▶ [WHAT IS BEING ASKED] Pull every line with "Value" from the data below and copy it.

------------------------------------------------------------

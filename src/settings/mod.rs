//! Built-in settings module
//!
//! Owns the per-tenant settings records. Publishes `getSettings` and
//! `createSettings` actions (used by the interaction context provider), the
//! `/settings` command, the `tenantUpdate` event and a small HTTP router.

pub mod api;
pub mod command;
pub mod event;
pub mod setting;
pub mod tenant;

use std::sync::Arc;
use tracing::info;

use crate::module::api::actions::Action;
use crate::module::registry::manifest::{ModuleDescriptor, ModuleManifest};
use crate::module::traits::{init_hook, ModuleError, ModuleExports, ModuleSource};
use crate::storage::SettingsStore;

pub use api::SettingsRouter;
pub use command::SettingsCommand;
pub use event::{TenantUpdateEvent, TENANT_UPDATE};
pub use setting::{default_settings, Setting, SettingKind, CATEGORY, CHANNEL, ROLE};
pub use tenant::{ChannelInfo, ChannelKind, MemoryTenantDirectory, RoleInfo, TenantDirectory, TenantInfo};

/// Module id
pub const MODULE_ID: &str = "settings";
/// `fn(String) -> Option<SettingsRecord>`
pub const GET_SETTINGS: &str = "getSettings";
/// `fn(String) -> SettingsRecord`
pub const CREATE_SETTINGS: &str = "createSettings";

const MANIFEST: &str = r#"
id = "settings"
version = "0.1.0"
description = "Per-tenant settings"
"#;

/// [`ModuleSource`] for the settings module
pub struct SettingsModule {
    store: Arc<dyn SettingsStore>,
    directory: Arc<dyn TenantDirectory>,
    settings: Arc<Vec<Setting>>,
}

impl SettingsModule {
    pub fn new(store: Arc<dyn SettingsStore>, directory: Arc<dyn TenantDirectory>) -> Self {
        Self {
            store,
            directory,
            settings: Arc::new(default_settings()),
        }
    }

    /// Replace the default setting definitions
    pub fn with_settings(mut self, settings: Vec<Setting>) -> Self {
        self.settings = Arc::new(settings);
        self
    }

    fn descriptor(&self) -> Result<ModuleDescriptor, ModuleError> {
        let manifest = ModuleManifest::from_toml_str(MANIFEST)?;

        let store = Arc::clone(&self.store);
        let get = Action::new(move |tenant_id: String| {
            let store = Arc::clone(&store);
            async move { Ok::<_, ModuleError>(store.get(&tenant_id).await?) }
        });
        let store = Arc::clone(&self.store);
        let create = Action::new(move |tenant_id: String| {
            let store = Arc::clone(&store);
            async move { Ok::<_, ModuleError>(store.create(&tenant_id).await?) }
        });

        Ok(ModuleDescriptor::new(manifest)
            .with_command(SettingsCommand::new(
                Arc::clone(&self.settings),
                Arc::clone(&self.store),
                Arc::clone(&self.directory),
            ))
            .with_event(TenantUpdateEvent::new(Arc::clone(&self.directory)))
            .with_action(GET_SETTINGS, get)
            .with_action(CREATE_SETTINGS, create)
            .with_router(SettingsRouter))
    }
}

impl ModuleSource for SettingsModule {
    fn location(&self) -> &str {
        "builtin:settings"
    }

    fn load(&self) -> Result<ModuleExports, ModuleError> {
        let count = self.settings.len();
        let init = init_hook(move |ctx| async move {
            if ctx.actions.lookup(&ctx.module_id, GET_SETTINGS).is_none() {
                return Err(ModuleError::InitializationError(format!(
                    "{}.{} is not registered",
                    ctx.module_id, GET_SETTINGS
                )));
            }
            info!("Settings module ready with {} settings", count);
            Ok(())
        });
        Ok(ModuleExports::new(self.descriptor()?, init))
    }
}
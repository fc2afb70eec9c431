//! Module routers mounted from a started host

mod common;

use async_trait::async_trait;
use common::*;
use http::{Method, StatusCode};
use serde_json::{json, Value};
use std::sync::Arc;

use modhost::http::{json_response, ModuleRouter, RouteRequest, RouteResponse, RouteTable};
use modhost::module::{ModuleHost, ModuleManager, ModuleManifest, ModuleSource};
use modhost::settings::{MemoryTenantDirectory, SettingsModule};
use modhost::storage::MemorySettingsStore;

/// Router that reports which module answered and the relative path
struct Whoami(&'static str);

#[async_trait]
impl ModuleRouter for Whoami {
    async fn handle(&self, request: RouteRequest) -> RouteResponse {
        json_response(StatusCode::OK, &json!({ "module": self.0, "path": request.path }))
    }
}

fn with_router(manifest: ModuleManifest, name: &'static str) -> Box<dyn ModuleSource> {
    let id = manifest.id.clone();
    source_with(&id, move |d| {
        let mut d = d.with_router(Whoami(name));
        d.manifest = manifest.clone();
        d
    })
}

async fn host() -> ModuleHost {
    let settings: Box<dyn ModuleSource> = Box::new(SettingsModule::new(
        Arc::new(MemorySettingsStore::new()),
        Arc::new(MemoryTenantDirectory::new()),
    ));
    ModuleManager::new(vec![
        settings,
        with_router(ModuleManifest::new("tickets"), "tickets"),
        with_router(
            ModuleManifest::new("commissions").with_router_prefix("/api/commissions/"),
            "commissions",
        ),
        // same mount point as `tickets`, loses
        with_router(
            ModuleManifest::new("helpdesk").with_router_prefix("tickets"),
            "helpdesk",
        ),
        // disabled modules never mount
        with_router(ModuleManifest::new("ghost").depends_on("missing"), "ghost"),
    ])
    .start()
    .await
    .unwrap()
}

fn body(response: &RouteResponse) -> Value {
    serde_json::from_slice(response.body()).unwrap()
}

async fn get(table: &RouteTable, path: &str) -> RouteResponse {
    table.route(true, RouteRequest::new(Method::GET, path)).await
}

#[tokio::test]
async fn prefixes_fall_back_to_module_id() {
    let host = host().await;
    let table = RouteTable::from_modules(&host.modules());

    let mut prefixes = table.prefixes();
    prefixes.sort();
    assert_eq!(prefixes, vec!["/api/commissions", "/settings", "/tickets"]);
}

#[tokio::test]
async fn requests_reach_the_owning_module() {
    let host = host().await;
    let table = RouteTable::from_modules(&host.modules());

    let response = get(&table, "/settings").await;
    assert_eq!(response.status(), StatusCode::OK);
    assert_eq!(
        body(&response),
        json!({ "ok": true, "message": "Welcome to the settings module!" })
    );

    let response = get(&table, "/tickets/42/close").await;
    assert_eq!(body(&response), json!({ "module": "tickets", "path": "/42/close" }));

    let response = get(&table, "/api/commissions").await;
    assert_eq!(body(&response), json!({ "module": "commissions", "path": "/" }));
}

#[tokio::test]
async fn unmatched_paths_are_not_found() {
    let host = host().await;
    let table = RouteTable::from_modules(&host.modules());

    for path in ["/", "/ghost", "/ticketsx", "/api"] {
        let response = get(&table, path).await;
        assert_eq!(response.status(), StatusCode::NOT_FOUND, "{}", path);
        assert_eq!(body(&response), json!({ "ok": false, "message": "Not found" }));
    }

    let response = get(&table, "/settings/unknown").await;
    assert_eq!(response.status(), StatusCode::NOT_FOUND);
}

#[tokio::test]
async fn not_ready_means_service_unavailable() {
    let host = host().await;
    let table = RouteTable::from_modules(&host.modules());

    let response = table
        .route(false, RouteRequest::new(Method::GET, "/settings"))
        .await;
    assert_eq!(response.status(), StatusCode::SERVICE_UNAVAILABLE);
    assert_eq!(body(&response), json!({ "ok": false, "message": "Not ready" }));
}
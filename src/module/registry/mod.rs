//! Module registry and discovery
//!
//! Handles module discovery, manifest parsing, and dependency resolution.

pub mod dependencies;
pub mod discovery;
pub mod manifest;

pub use dependencies::{
    DependencyGraph, DependencyResolution, DisableReason, DisabledModule, GraphNode,
    ModuleDependencies, ResolveOptions,
};
pub use discovery::{DiscoveredModule, DiscoveredSet, ModuleDiscovery, SkipReason};
pub use manifest::{ModuleDescriptor, ModuleManifest};
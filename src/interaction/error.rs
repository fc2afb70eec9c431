//! Handler execution errors

use thiserror::Error;

use crate::module::traits::ModuleError;
use crate::storage::StorageError;

/// Error returned by a capability handler
#[derive(Debug, Clone, PartialEq, Eq, Error)]
pub enum ExecutionError {
    /// Rejection meant for the user (bad input, missing permission)
    #[error("{0}")]
    User(String),

    /// Something broke while handling the interaction
    #[error("Internal error: {0}")]
    Internal(String),
}

impl ExecutionError {
    pub fn user(message: impl Into<String>) -> Self {
        ExecutionError::User(message.into())
    }

    pub fn is_user_facing(&self) -> bool {
        matches!(self, ExecutionError::User(_))
    }

    /// Text shown to the user
    pub fn user_message(&self) -> &str {
        match self {
            ExecutionError::User(message) => message,
            ExecutionError::Internal(_) => "Something went wrong while handling this interaction.",
        }
    }
}

impl From<ModuleError> for ExecutionError {
    fn from(e: ModuleError) -> Self {
        ExecutionError::Internal(e.to_string())
    }
}

impl From<StorageError> for ExecutionError {
    fn from(e: StorageError) -> Self {
        ExecutionError::Internal(e.to_string())
    }
}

------------------------------------------------------------

▶ [REPLY TO THE TASK]
use serde_json::{json, Value};
fn body(response: &RouteResponse) -> Value {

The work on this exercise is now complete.